TASK DESCRIPTION: For the word "TimeLimitExceeded", report how many lines of the records below contain it, and nothing more.

INPUT RECORDS:
-*-

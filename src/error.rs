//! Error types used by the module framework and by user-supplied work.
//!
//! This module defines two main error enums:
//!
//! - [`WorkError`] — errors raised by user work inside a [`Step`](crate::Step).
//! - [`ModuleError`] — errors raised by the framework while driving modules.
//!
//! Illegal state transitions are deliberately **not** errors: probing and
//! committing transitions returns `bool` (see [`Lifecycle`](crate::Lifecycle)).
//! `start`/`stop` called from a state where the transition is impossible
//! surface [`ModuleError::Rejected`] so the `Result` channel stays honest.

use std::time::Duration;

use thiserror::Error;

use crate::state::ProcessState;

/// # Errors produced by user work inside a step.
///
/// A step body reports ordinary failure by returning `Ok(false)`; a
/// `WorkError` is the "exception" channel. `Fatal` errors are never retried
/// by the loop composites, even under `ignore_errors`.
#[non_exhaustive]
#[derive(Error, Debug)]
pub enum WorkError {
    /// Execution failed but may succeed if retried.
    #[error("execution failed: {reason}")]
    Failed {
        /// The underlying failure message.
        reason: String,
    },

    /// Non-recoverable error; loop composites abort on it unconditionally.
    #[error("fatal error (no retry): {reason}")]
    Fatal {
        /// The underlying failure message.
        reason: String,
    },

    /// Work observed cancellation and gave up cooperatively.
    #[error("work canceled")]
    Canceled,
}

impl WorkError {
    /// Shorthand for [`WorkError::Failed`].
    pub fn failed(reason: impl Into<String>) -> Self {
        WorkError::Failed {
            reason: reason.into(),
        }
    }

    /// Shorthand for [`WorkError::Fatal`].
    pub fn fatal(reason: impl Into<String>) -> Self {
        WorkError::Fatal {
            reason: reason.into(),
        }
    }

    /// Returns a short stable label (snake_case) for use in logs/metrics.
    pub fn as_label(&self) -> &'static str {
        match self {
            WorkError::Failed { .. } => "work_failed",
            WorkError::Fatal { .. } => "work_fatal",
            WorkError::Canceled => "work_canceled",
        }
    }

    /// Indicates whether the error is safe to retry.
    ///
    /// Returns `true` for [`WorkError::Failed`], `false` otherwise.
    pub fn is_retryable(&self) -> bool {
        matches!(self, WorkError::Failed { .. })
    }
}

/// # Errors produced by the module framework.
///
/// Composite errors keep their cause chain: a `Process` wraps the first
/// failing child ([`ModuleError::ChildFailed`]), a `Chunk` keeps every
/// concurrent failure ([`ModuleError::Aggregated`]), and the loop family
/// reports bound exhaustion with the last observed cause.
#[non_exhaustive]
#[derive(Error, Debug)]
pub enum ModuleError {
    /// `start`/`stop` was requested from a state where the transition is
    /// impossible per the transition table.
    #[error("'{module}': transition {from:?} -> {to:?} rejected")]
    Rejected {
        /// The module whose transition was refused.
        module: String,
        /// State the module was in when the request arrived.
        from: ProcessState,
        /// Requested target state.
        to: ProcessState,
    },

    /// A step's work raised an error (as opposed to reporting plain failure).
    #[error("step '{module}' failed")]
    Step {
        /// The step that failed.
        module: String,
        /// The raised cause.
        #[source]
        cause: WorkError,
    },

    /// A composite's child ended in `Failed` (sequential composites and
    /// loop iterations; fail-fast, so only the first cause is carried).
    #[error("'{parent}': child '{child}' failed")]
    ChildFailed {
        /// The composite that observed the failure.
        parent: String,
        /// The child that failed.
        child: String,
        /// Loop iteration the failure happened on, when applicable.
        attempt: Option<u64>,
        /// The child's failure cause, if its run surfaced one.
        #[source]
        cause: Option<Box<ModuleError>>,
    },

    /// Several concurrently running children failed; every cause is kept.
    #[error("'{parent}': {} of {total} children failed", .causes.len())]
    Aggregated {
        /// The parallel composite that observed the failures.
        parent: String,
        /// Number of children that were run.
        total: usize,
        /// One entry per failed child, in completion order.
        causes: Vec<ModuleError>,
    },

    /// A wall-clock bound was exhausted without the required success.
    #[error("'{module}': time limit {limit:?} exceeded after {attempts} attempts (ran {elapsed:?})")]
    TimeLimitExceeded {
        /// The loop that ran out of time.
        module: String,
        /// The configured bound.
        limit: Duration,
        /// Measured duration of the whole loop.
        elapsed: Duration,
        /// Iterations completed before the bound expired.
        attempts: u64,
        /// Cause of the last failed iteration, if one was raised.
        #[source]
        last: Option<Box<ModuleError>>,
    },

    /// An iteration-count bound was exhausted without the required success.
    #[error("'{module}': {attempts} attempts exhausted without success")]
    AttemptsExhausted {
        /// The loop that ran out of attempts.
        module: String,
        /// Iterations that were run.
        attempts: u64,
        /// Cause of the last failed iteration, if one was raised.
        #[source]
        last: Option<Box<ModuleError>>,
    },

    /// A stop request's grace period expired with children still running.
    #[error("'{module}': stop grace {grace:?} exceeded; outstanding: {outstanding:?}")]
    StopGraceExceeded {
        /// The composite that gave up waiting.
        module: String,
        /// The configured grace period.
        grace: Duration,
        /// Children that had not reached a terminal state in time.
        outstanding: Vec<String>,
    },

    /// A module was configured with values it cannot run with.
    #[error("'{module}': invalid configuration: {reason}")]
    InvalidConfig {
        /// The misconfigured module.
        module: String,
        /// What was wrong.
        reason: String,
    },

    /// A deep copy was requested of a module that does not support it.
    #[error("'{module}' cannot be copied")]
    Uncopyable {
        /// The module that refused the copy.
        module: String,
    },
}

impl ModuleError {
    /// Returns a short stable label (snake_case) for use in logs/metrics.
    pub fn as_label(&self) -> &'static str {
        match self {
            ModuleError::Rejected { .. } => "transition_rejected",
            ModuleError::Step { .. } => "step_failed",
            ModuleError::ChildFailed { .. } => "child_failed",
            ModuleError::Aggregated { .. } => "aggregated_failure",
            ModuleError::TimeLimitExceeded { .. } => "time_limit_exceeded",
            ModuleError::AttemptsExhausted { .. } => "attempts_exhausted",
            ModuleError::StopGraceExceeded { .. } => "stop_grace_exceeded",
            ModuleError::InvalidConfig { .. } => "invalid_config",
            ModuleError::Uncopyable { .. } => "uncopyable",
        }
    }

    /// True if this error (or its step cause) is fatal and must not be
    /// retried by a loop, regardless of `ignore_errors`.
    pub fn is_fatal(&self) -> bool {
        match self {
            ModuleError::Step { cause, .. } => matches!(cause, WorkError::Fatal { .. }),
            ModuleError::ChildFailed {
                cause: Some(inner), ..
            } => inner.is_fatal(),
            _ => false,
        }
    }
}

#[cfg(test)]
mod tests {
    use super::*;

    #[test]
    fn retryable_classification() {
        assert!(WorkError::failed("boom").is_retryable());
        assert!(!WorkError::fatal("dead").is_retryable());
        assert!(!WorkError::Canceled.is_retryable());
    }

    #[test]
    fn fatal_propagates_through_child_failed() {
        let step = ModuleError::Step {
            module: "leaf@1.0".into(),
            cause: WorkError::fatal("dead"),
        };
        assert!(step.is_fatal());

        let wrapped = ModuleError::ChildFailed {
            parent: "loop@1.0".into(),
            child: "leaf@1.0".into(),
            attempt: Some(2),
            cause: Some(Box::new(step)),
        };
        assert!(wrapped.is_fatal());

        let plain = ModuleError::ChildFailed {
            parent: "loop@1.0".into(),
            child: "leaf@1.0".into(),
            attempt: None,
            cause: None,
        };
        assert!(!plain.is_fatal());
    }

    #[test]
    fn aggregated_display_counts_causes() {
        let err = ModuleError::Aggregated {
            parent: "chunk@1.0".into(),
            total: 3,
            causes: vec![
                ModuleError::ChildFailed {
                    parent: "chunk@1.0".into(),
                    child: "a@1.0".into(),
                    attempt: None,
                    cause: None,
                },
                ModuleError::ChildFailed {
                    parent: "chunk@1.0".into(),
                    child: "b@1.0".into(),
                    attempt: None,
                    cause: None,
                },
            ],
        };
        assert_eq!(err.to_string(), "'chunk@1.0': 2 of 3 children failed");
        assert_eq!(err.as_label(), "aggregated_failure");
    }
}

-*-

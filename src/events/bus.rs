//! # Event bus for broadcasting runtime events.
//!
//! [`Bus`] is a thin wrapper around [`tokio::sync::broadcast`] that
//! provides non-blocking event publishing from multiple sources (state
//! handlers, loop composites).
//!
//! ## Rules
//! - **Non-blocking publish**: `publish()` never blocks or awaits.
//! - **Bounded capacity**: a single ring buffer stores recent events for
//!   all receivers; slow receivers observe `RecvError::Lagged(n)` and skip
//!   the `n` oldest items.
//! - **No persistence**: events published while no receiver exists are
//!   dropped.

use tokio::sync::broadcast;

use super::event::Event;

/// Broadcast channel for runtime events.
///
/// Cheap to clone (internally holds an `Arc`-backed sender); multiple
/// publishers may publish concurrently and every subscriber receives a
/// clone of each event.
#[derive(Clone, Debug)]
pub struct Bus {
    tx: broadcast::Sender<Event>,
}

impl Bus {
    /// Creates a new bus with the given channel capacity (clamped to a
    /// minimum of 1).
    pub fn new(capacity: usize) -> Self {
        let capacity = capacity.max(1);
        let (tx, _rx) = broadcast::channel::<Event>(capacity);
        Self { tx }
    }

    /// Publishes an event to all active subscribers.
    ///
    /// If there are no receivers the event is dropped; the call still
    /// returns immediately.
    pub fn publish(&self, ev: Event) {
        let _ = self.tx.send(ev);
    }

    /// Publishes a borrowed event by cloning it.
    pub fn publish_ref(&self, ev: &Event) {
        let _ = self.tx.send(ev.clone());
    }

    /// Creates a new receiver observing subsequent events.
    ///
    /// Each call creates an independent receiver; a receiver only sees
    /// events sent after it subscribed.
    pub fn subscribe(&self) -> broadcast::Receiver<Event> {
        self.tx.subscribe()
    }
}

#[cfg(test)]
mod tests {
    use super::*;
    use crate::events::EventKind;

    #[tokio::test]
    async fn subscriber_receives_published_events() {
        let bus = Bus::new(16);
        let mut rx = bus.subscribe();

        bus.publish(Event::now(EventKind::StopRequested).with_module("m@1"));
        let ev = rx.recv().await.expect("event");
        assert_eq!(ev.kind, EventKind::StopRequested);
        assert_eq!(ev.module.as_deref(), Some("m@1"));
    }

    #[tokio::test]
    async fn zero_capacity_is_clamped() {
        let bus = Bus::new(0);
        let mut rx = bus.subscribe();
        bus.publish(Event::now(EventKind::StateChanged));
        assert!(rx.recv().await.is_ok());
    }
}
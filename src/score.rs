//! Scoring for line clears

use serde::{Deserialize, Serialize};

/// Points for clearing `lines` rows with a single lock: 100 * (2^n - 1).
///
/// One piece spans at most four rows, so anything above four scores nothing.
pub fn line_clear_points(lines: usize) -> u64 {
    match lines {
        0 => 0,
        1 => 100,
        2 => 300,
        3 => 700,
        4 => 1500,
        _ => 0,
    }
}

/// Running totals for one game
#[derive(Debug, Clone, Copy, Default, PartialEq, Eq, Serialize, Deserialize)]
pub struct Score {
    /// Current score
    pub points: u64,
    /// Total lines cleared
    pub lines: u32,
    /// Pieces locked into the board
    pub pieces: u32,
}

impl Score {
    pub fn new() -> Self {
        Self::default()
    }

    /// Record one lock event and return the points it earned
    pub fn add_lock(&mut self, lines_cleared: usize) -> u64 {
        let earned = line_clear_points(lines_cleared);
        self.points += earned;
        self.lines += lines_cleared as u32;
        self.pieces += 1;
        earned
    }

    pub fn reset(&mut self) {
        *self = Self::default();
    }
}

-*-

RESPONSE TO THE EXERCISE: 2